I was happily running Gentoo with the latest stable KDE, both Wireless and Wired.  Out of curiousity I decided to try XFCE but found that it has no native wireless networking components like KDE or Gnome.  So after some googling I emerged nm-applet and quickly found that my knetworkmanager was no longer active. I unmerged nm-applet and now knetworkmanager is saying

We need NetworkManager version between 0.8.1 and 0.8.1.0 (same version it seems, so it wants a specific version which seems a bit cack), found 0.9.2.0.
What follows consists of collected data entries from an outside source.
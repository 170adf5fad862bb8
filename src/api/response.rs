use crate::error::{OpenGptsError, Result};
use serde_json::Value;

/// Turns a non-success response into an `ApiError`, keeping the server's
/// explanation when it sent one.
pub async fn ensure_success(response: reqwest::Response) -> Result<reqwest::Response> {
    let status = response.status();
    if status.is_success() {
        return Ok(response);
    }

    let body = response.text().await.unwrap_or_default();
    Err(OpenGptsError::ApiError {
        status: status.as_u16(),
        message: error_message(&body)
            .unwrap_or_else(|| status.canonical_reason().unwrap_or("unknown").to_string()),
    })
}

/// Extract a readable message from an error body (`{"detail": ...}` or raw text)
pub fn error_message(body: &str) -> Option<String> {
    let body = body.trim();
    if body.is_empty() {
        return None;
    }

    match serde_json::from_str::<Value>(body) {
        Ok(Value::Object(map)) => match map.get("detail").or_else(|| map.get("message")) {
            Some(Value::String(detail)) => Some(detail.clone()),
            Some(detail) => Some(detail.to_string()),
            None => Some(body.to_string()),
        },
        _ => Some(body.to_string()),
    }
}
So my question is, have I broken NetworkManager or have I broken KNetworkManager.  I tried to run emerge kde-misc/networking but it says its blocked by

```

Calculating dependencies... done!

[ebuild     UD ] kde-misc/networkmanagement-0.8.98 [4.4.0_p20110714] USE="consolekit (-aqua) -debug (-kdeenablefinal)" LINGUAS="-ar% -bs% -ca% -ca@valencia% -cs% -da% -de% -el% -en_GB% -eo% -es% -et% -fi% -fr% -ga% -gl% -hr% -hu% -is% -it% -ja% -km% -ko% -lt% -lv% -mai% -ms% -nb% -nds% -nl% -nn% -pa% -pl% -pt% -pt_BR% -ro% -ru% -sk% -sl% -sq% -sv% -th% -tr% -ug% -uk% -wa% -zh_CN% -zh_TW%" 1,373 kB               

[blocks B      ] <=kde-misc/networkmanagement-4.4.0_p20100820 ("<=kde-misc/networkmanagement-4.4.0_p20100820" is blocking kde-base/kdelibs-4.6.5-r2, kde-base/kdebase-desktoptheme-4.6.5)  

```

Any assistance or guidance would be great.

Many Thanks.

----------

## quanta

No one got this issue?

I've got the problem with both of wicd (https://forums.gentoo.org/viewtopic-t-836509.html) and NetworkManager.

```
[ebuild     U #] net-misc/networkmanager-0.9.2.0-r5 [0.8.4.0-r2] USE="dhcpcd* introspection%* nss* -wimax%" 

[ebuild  N     ] kde-misc/networkmanagement-0.8.99  USE="(-aqua) -debug" LINGUAS="-ar -bs -ca -ca@valencia -cs -da -de -el -en_GB -eo -es -et -fi -fr -ga -gl -hr -hu -is -it -ja -km -ko -lt -lv -mai -ms -nb -nds -nl -nn -pa -pl -pt -pt_BR -ro -ru -sk -sl -sq -sv -th -tr -ug -uk -wa -zh_CN -zh_TW" 

[blocks B      ] <=kde-misc/networkmanagement-4.4.0_p20100820 ("<=kde-misc/networkmanagement-4.4.0_p20100820" is blocking kde-base/kdelibs-4.6.4-r1, kde-base/kdebase-desktoptheme-4.6.4)

```

As you can see the version has changed from 4.4.x to 0.8(9).x.

Is there any way to get rid of this problem?

----------

## ppurka

How do you have so recent networkmanager but so old kdelibs? kde-4.6 is not even in the tree.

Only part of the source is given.